For those interested, the relevant verses from each apostle are (e.g.) Romans 3:20 and James 2:24. I'll post more on Newman as I continue reading.

Thursday, February 15, 2007

the (recent) history of abortion

Women have turned to abortion to end unwanted pregnancies throughout the ages. In the U.S., induced abortion was common among Native Americans, and it was legal from colonial times to the middle of the 19th century. But unclean, primitive medical practices made it very dangerous. To protect women’s lives, laws against abortion began to be passed during the mid-1800s. But by the middle of the 20th century, cleaner, more advanced medical procedures made safe abortion possible. All U.S. laws against abortion were overturned in 1973 by the landmark U.S. Supreme Court decision in Roe v. Wade. Today, abortion is legal nationwide and is one of the safest of all available medical procedures. (source)

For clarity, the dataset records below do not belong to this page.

//
// drstest.rs
//

use crate::console::{self, Console};
use crate::drivers::{BoardCmd, BoardControlPtr};

use tokio::io::AsyncRead;

pub async fn run(board: BoardControlPtr) -> anyhow::Result<()> {
    menu(board, &mut Console::stdin()).await
}

async fn menu<R: AsyncRead + Unpin>(
    mut board: BoardControlPtr,
    console: &mut Console<R>,
) -> anyhow::Result<()> {
    loop {
        println!(
            "Type Q to quit or select a test to run:\n \
             1. Command 0 deg position (500us pulse)\n \
             2. Command 90 deg position (1100us pulse)\n \
             3. Command 180 deg position (1700us pulse)\n\n"
        );

        let selection = match console.prompt("Please select an option (1/2/3/Q): ").await? {
            Some(selection) => selection,
            None => break,
        };

        if console::is_quit(&selection) {
            println!("Quit.");
            break;
        }

        match selection.as_str() {
            "1" => command_angle(&mut board, 0),
            "2" => command_angle(&mut board, 90),
            "3" => command_angle(&mut board, 180),
            _ => println!("Invalid selection."),
        }
    }

    // The servo is left unpowered no matter how the menu ends.
    if let Err(err) = board.command(BoardCmd::DrsStop, 0) {
        println!("Error stopping DRS servo: {}", err);
    }

    Ok(())
}

fn command_angle(board: &mut BoardControlPtr, angle: u32) {
    if let Err(err) = board.command(BoardCmd::DrsSetAngle, angle) {
        println!("Error commanding DRS servo: {}", err);
        return;
    }

    if let Err(err) = board.command(BoardCmd::DrsStart, 0) {
        println!("Error commanding DRS servo: {}", err);
    }
}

"Women have turned to abortion to end unwanted pregnancies throughout the ages." That may be, but it doesn't make for a strong case for historical precedent to refer to less than 300 years of history.

Were 19th century abortion laws really passed to protect mothers from harm?

And, oh, that last sentence. Abortion probably is much safer for mothers now than it was in the past. But it is no safer for their unborn children.